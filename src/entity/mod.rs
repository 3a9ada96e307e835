//! SeaORM 实体定义
//!
//! 这些实体用于数据库操作，与 models 模块中的业务实体分离。
//! Storage 层使用这些实体进行 CRUD 操作，然后转换为 models 中的业务实体。

pub mod question_options;
pub mod questions;
pub mod quiz_answers;
pub mod quiz_attempts;
pub mod quizzes;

Problem requirements
Go through the listing and copy each line exactly.

Problem solution
filename src/entity/mod.rs
repository 3a9ada96e307e835
//! SeaORM 实体定义
//!
//! 这些实体用于数据库操作，与 models 模块中的业务实体分离。
//! Storage 层使用这些实体进行 CRUD 操作，然后转换为 models 中的业务实体。

pub mod question_options;
pub mod questions;
pub mod quiz_answers;
pub mod quiz_attempts;
pub mod quizzes;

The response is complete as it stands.